Think sex, skiing and rock ’n’ roll.
When it comes to recruiting students for college, admissions officials are turning to increasingly outlandish stunts to get the attention of high schoolers. Birthday cards, ski weekends and even reality TV shows are being used by colleges and universities to get an edge.
Personal contact with students is in. Indiscriminate mass mailings are out.
“Everybody’s trying to do something that isn’t the mundane,” said Dan Kunzman, vice president of admissions at Doane College in Crete in southeast Nebraska.
The marketing efforts are being driven, in part, by the standard issues — college rankings and involved parents. But schools in states including Nebraska also are struggling to fill seats and deal with declining enrollment.
The result is a feeding frenzy among colleges and universities to snare the best freshmen, said Bob Massa, vice president of enrollment at Dickinson College in Carlisle, Pa.
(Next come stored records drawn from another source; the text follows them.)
use axum::http::StatusCode;
use serde_json::json;

mod common;

#[tokio::test]
async fn test_add_and_list_custom_words() {
    let app = common::create_test_app().await;

    let (status, body) = common::post_json(
        &app,
        "/api/words/custom/english",
        json!({ "word": "  dog ", "translation": " pies " }),
    )
    .await;
    assert_eq!(status, StatusCode::OK);
    assert_eq!(body["data"], json!([{ "word": "dog", "translation": "pies" }]));

    let (status, body) = common::get(&app, "/api/words/custom/english").await;
    assert_eq!(status, StatusCode::OK);
    assert_eq!(body["data"].as_array().unwrap().len(), 1);
}

#[tokio::test]
async fn test_add_rejects_blank_fields() {
    let app = common::create_test_app().await;

    let (status, body) = common::post_json(
        &app,
        "/api/words/custom/english",
        json!({ "word": "dog", "translation": "   " }),
    )
    .await;
    assert_eq!(status, StatusCode::BAD_REQUEST);
    assert_eq!(body["code"], "VALIDATION_ERROR");
}

#[tokio::test]
async fn test_adding_same_word_overwrites_case_insensitively() {
    let app = common::create_test_app().await;

    common::post_json(
        &app,
        "/api/words/custom/english",
        json!({ "word": "Dog", "translation": "pies" }),
    )
    .await;
    let (_, body) = common::post_json(
        &app,
        "/api/words/custom/english",
        json!({ "word": "dog", "translation": "piesek" }),
    )
    .await;

    assert_eq!(body["data"], json!([{ "word": "dog", "translation": "piesek" }]));
}

#[tokio::test]
async fn test_bulk_import_parses_valid_lines() {
    let app = common::create_test_app().await;

    let (status, body) = common::post_json(
        &app,
        "/api/words/custom/spanish/import",
        json!({ "text": "gato,kot\nperro-pies\nbad line" }),
    )
    .await;

    assert_eq!(status, StatusCode::OK);
    assert_eq!(body["data"]["imported"], 2);
    let words = body["data"]["words"].as_array().unwrap();
    assert_eq!(words.len(), 2);
    assert_eq!(words[0]["word"], "gato");
    assert_eq!(words[1]["translation"], "pies");
}

#[tokio::test]
async fn test_bulk_import_with_no_valid_lines_is_rejected() {
    let app = common::create_test_app().await;

    let (status, body) = common::post_json(
        &app,
        "/api/words/custom/spanish/import",
        json!({ "text": "no separators at all\nanother bad line" }),
    )
    .await;

    assert_eq!(status, StatusCode::BAD_REQUEST);
    assert_eq!(body["code"], "VALIDATION_ERROR");

    // Nothing was partially imported.
    let (_, body) = common::get(&app, "/api/words/custom/spanish").await;
    assert_eq!(body["data"], json!([]));
}

#[tokio::test]
async fn test_delete_custom_word_is_case_insensitive() {
    let app = common::create_test_app().await;

    common::post_json(
        &app,
        "/api/words/custom/english",
        json!({ "word": "dog", "translation": "pies" }),
    )
    .await;
    let (status, body) = common::delete(&app, "/api/words/custom/english/DOG").await;

    assert_eq!(status, StatusCode::OK);
    assert_eq!(body["data"], json!([]));
}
But not all of the gimmicks are received with open arms.
After the University of Nebraska-Lincoln agreed to let Motley Crue drummer Tommy Lee film his reality show, “Tommy Lee Goes to College,” on campus, some faculty members protested. Local domestic violence and family groups also expressed concern that having the rock star representing the university may not be the best image to project. Lee spent about four months in jail after pleading no contest to kicking his then-wife, Pamela Anderson, in February 1998.
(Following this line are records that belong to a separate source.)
//! Word-list persistence.
//!
//! Two independent lists per language: the unknown (needs-review) list,
//! mutated by session outcomes, and the user-authored custom list. Both
//! are stored wholesale as JSON word arrays under string keys, and both
//! de-duplicate by the word's surface form on every write — the unknown
//! list by exact match, the custom list case-insensitively. The asymmetry
//! is inherited from the original application and kept as-is.
//!
//! Store failures never reach callers: unreadable data reads as an empty
//! list and failed writes are dropped, both logged.

mod json_file;
mod memory;

use std::collections::HashMap;
use std::sync::Arc;

use fiszki_core::{Language, Word};

use crate::config::{Config, StoreBackend};

pub use json_file::JsonFileStore;
pub use memory::MemoryStore;

const UNKNOWN_WORDS_PREFIX: &str = "unknown_words_";
const CUSTOM_WORDS_PREFIX: &str = "custom_words_";

/// Which of the two per-language lists an operation targets.
#[derive(Debug, Clone, Copy, PartialEq, Eq, Hash)]
pub enum ListKind {
    Unknown,
    Custom,
}

impl ListKind {
    pub fn storage_key(&self, language: Language) -> String {
        let prefix = match self {
            ListKind::Unknown => UNKNOWN_WORDS_PREFIX,
            ListKind::Custom => CUSTOM_WORDS_PREFIX,
        };
        format!("{prefix}{}", language.id())
    }

    /// De-duplication key for a word in this list.
    fn dedup_key(&self, word: &Word) -> String {
        match self {
            ListKind::Unknown => word.text.clone(),
            ListKind::Custom => word.text.to_lowercase(),
        }
    }
}

/// Key-value word-list store, injected into the rest of the backend so
/// alternate backends swap in without touching session logic.
pub trait WordStore: Send + Sync {
    /// The stored list; empty when the key is missing or unreadable.
    fn get(&self, language: Language, kind: ListKind) -> Vec<Word>;

    /// De-duplicates by key, then overwrites the stored list wholesale.
    fn set(&self, language: Language, kind: ListKind, words: &[Word]);

    /// Read-merge-write; duplicate keys resolve to the newest entry.
    fn add(&self, language: Language, kind: ListKind, new_words: &[Word]) {
        let mut words = self.get(language, kind);
        words.extend_from_slice(new_words);
        self.set(language, kind, &words);
    }

    /// Read-filter-write, dropping every stored word whose key matches a
    /// key in `to_remove`.
    fn remove(&self, language: Language, kind: ListKind, to_remove: &[Word]) {
        let keys: Vec<String> = to_remove.iter().map(|w| kind.dedup_key(w)).collect();
        let remaining: Vec<Word> = self
            .get(language, kind)
            .into_iter()
            .filter(|word| !keys.contains(&kind.dedup_key(word)))
            .collect();
        self.set(language, kind, &remaining);
    }
}

pub fn from_config(config: &Config) -> Arc<dyn WordStore> {
    match config.store_backend {
        StoreBackend::Json => Arc::new(JsonFileStore::new(config.data_dir.clone())),
        StoreBackend::Memory => Arc::new(MemoryStore::new()),
    }
}

/// Last write wins; the surviving entry keeps the position of the first
/// occurrence of its key, matching the original's Map-based de-dup.
fn dedup(kind: ListKind, words: &[Word]) -> Vec<Word> {
    let mut by_key: HashMap<String, usize> = HashMap::new();
    let mut result: Vec<Word> = Vec::with_capacity(words.len());
    for word in words {
        let key = kind.dedup_key(word);
        match by_key.get(&key) {
            Some(&index) => result[index] = word.clone(),
            None => {
                by_key.insert(key, result.len());
                result.push(word.clone());
            }
        }
    }
    result
}

#[cfg(test)]
mod tests {
    use super::*;

    #[test]
    fn storage_keys_are_prefixed_by_list_and_language() {
        assert_eq!(
            ListKind::Unknown.storage_key(Language::English),
            "unknown_words_english"
        );
        assert_eq!(
            ListKind::Custom.storage_key(Language::Spanish),
            "custom_words_spanish"
        );
    }

    #[test]
    fn dedup_is_last_write_wins_at_first_position() {
        let words = vec![
            Word::new("dog", "pies"),
            Word::new("cat", "kot"),
            Word::new("dog", "suka"),
        ];
        assert_eq!(
            dedup(ListKind::Unknown, &words),
            vec![Word::new("dog", "suka"), Word::new("cat", "kot")]
        );
    }

    #[test]
    fn unknown_list_keys_are_case_sensitive() {
        let words = vec![Word::new("Dog", "pies"), Word::new("dog", "pies")];
        assert_eq!(dedup(ListKind::Unknown, &words).len(), 2);
    }

    #[test]
    fn custom_list_keys_are_case_insensitive() {
        let words = vec![Word::new("Dog", "pies"), Word::new("dog", "piesek")];
        assert_eq!(
            dedup(ListKind::Custom, &words),
            vec![Word::new("dog", "piesek")]
        );
    }

    #[test]
    fn remove_matches_by_key_only() {
        let store = MemoryStore::new();
        store.set(
            Language::English,
            ListKind::Unknown,
            &[Word::new("dog", "pies"), Word::new("cat", "kot")],
        );
        // The translation on the removal probe is irrelevant.
        store.remove(
            Language::English,
            ListKind::Unknown,
            &[Word::new("dog", "")],
        );
        assert_eq!(
            store.get(Language::English, ListKind::Unknown),
            vec![Word::new("cat", "kot")]
        );
    }

    #[test]
    fn add_overwrites_existing_keys_without_duplicating() {
        let store = MemoryStore::new();
        store.set(
            Language::English,
            ListKind::Unknown,
            &[Word::new("dog", "pies")],
        );
        store.add(
            Language::English,
            ListKind::Unknown,
            &[Word::new("dog", "piesek"), Word::new("cat", "kot")],
        );
        assert_eq!(
            store.get(Language::English, ListKind::Unknown),
            vec![Word::new("dog", "piesek"), Word::new("cat", "kot")]
        );
    }

    #[test]
    fn lists_are_independent_per_kind_and_language() {
        let store = MemoryStore::new();
        store.set(
            Language::English,
            ListKind::Unknown,
            &[Word::new("dog", "pies")],
        );
        store.set(
            Language::English,
            ListKind::Custom,
            &[Word::new("house", "dom")],
        );
        store.remove(
            Language::English,
            ListKind::Unknown,
            &[Word::new("dog", "pies")],
        );

        assert!(store.get(Language::English, ListKind::Unknown).is_empty());
        assert_eq!(
            store.get(Language::English, ListKind::Custom),
            vec![Word::new("house", "dom")]
        );
        assert!(store.get(Language::Spanish, ListKind::Custom).is_empty());
    }

    #[test]
    fn set_empty_clears_the_list() {
        let store = MemoryStore::new();
        store.set(
            Language::English,
            ListKind::Unknown,
            &[Word::new("dog", "pies")],
        );
        store.set(Language::English, ListKind::Unknown, &[]);
        assert!(store.get(Language::English, ListKind::Unknown).is_empty());
    }
}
The show is tentatively scheduled to air this summer.
At Doane College, school officials apologized after receiving complaints about recruiting postcards that showed a male student surrounded by women, encouraging students to “play the field.” They were sent to about 13,500 prospective students in California, where the number of high school graduates is on the rise.
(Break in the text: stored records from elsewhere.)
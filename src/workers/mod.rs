mod session_cleanup;

pub use session_cleanup::spawn_session_cleanup;
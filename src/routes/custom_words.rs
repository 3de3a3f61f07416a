use axum::extract::{Path, State};
use axum::response::{IntoResponse, Response};
use axum::Json;
use fiszki_core::{import, Word};
use serde::{Deserialize, Serialize};

use crate::response::AppError;
use crate::state::AppState;
use crate::store::ListKind;

#[derive(Serialize)]
struct SuccessResponse<T> {
    success: bool,
    data: T,
}

#[derive(Debug, Deserialize)]
#[serde(rename_all = "camelCase")]
pub struct AddWordRequest {
    word: String,
    translation: String,
}

#[derive(Debug, Deserialize)]
#[serde(rename_all = "camelCase")]
pub struct ImportRequest {
    text: String,
}

#[derive(Serialize)]
#[serde(rename_all = "camelCase")]
struct ImportResponse {
    imported: usize,
    words: Vec<Word>,
}

pub async fn list(State(state): State<AppState>, Path(language): Path<String>) -> Response {
    let language = match super::parse_language(&language) {
        Ok(language) => language,
        Err(err) => return err.into_response(),
    };

    Json(SuccessResponse {
        success: true,
        data: state.store().get(language, ListKind::Custom),
    })
    .into_response()
}

pub async fn add(
    State(state): State<AppState>,
    Path(language): Path<String>,
    Json(req): Json<AddWordRequest>,
) -> Response {
    let language = match super::parse_language(&language) {
        Ok(language) => language,
        Err(err) => return err.into_response(),
    };

    let text = req.word.trim();
    let translation = req.translation.trim();
    if text.is_empty() || translation.is_empty() {
        return AppError::validation("Słowo i tłumaczenie nie mogą być puste").into_response();
    }

    let store = state.store();
    store.add(language, ListKind::Custom, &[Word::new(text, translation)]);

    Json(SuccessResponse {
        success: true,
        data: store.get(language, ListKind::Custom),
    })
    .into_response()
}

/// Bulk import: one entry per line, fields separated by a comma,
/// semicolon or hyphen. An import yielding no valid entries is rejected
/// wholesale.
pub async fn import(
    State(state): State<AppState>,
    Path(language): Path<String>,
    Json(req): Json<ImportRequest>,
) -> Response {
    let language = match super::parse_language(&language) {
        Ok(language) => language,
        Err(err) => return err.into_response(),
    };

    let words = import::parse_word_list(&req.text);
    if words.is_empty() {
        return AppError::validation(
            "Nie znaleziono poprawnych par \"słowo - tłumaczenie\". \
             Użyj formatu: słowo,tłumaczenie (jedno na linię).",
        )
        .into_response();
    }

    let store = state.store();
    store.add(language, ListKind::Custom, &words);

    Json(SuccessResponse {
        success: true,
        data: ImportResponse {
            imported: words.len(),
            words: store.get(language, ListKind::Custom),
        },
    })
    .into_response()
}

pub async fn remove(
    State(state): State<AppState>,
    Path((language, word)): Path<(String, String)>,
) -> Response {
    let language = match super::parse_language(&language) {
        Ok(language) => language,
        Err(err) => return err.into_response(),
    };

    let store = state.store();
    store.remove(language, ListKind::Custom, &[Word::new(word, "")]);

    Json(SuccessResponse {
        success: true,
        data: store.get(language, ListKind::Custom),
    })
    .into_response()
}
The competition for students has picked up in the past decade or so, Massa said.
The most outlandish recruiting ploys are more likely to be hatched by schools in a highly competitive environment, or ones needing to increase enrollment, boost name recognition or advertise a change in mission, said Manuel Gomez, vice chancellor of student affairs at the University of California, Irvine. All of this puts the student in the driver’s seat.
“It’s not a seller’s market,” said Massa, who has been involved with college admissions for 30 years. “It’s a buyer’s market.”
Student recruitment is of particular concern in Nebraska, where demographic changes in coming years will result in fewer college-age people in the state. Enrollment at the University of Nebraska was down 2 percent in 2004, while it dropped nearly 4 percent at its flagship Lincoln campus for a 30-year low.
Meanwhile, high school graduates are expected to increase by more than 10 percent in such densely populated states as California, Florida and Arizona.
“If I had the money I’d rather invite them all to a ski weekend,” said Kunzman, Doane’s admissions director.
That’s what Saint Vincent College, in Latrobe, Pa., is planning for potential students who have applied for admission. Between snow boarding and skiing, students will be given information about financial aid, academic programs and life at the college.
Don Orlando, director of public relations for the college, doesn’t try to hide the goal of the free weekend in February.
“It’s obviously a marketing effort,” he said.
With just 1,050 students, Centre College in Danville, Ky., also goes after high school upperclassmen with a personal touch. Prospective students get birthday cards and phone calls from admission staff and sometimes even the college president.
“We look at this as a long courtship,” said Carey Thompson, dean of admission. “It can often last 18 to 24 months.”
Freshman Andrew Beeler, 20, said his first choice for college was George Washington University, but the personal contact he received from Centre College swayed him to enroll there. One letter had a personal note from a professor about internship possibilities.
“They had been sending me so much information,” Beeler said, “it just seemed like the obvious choice.”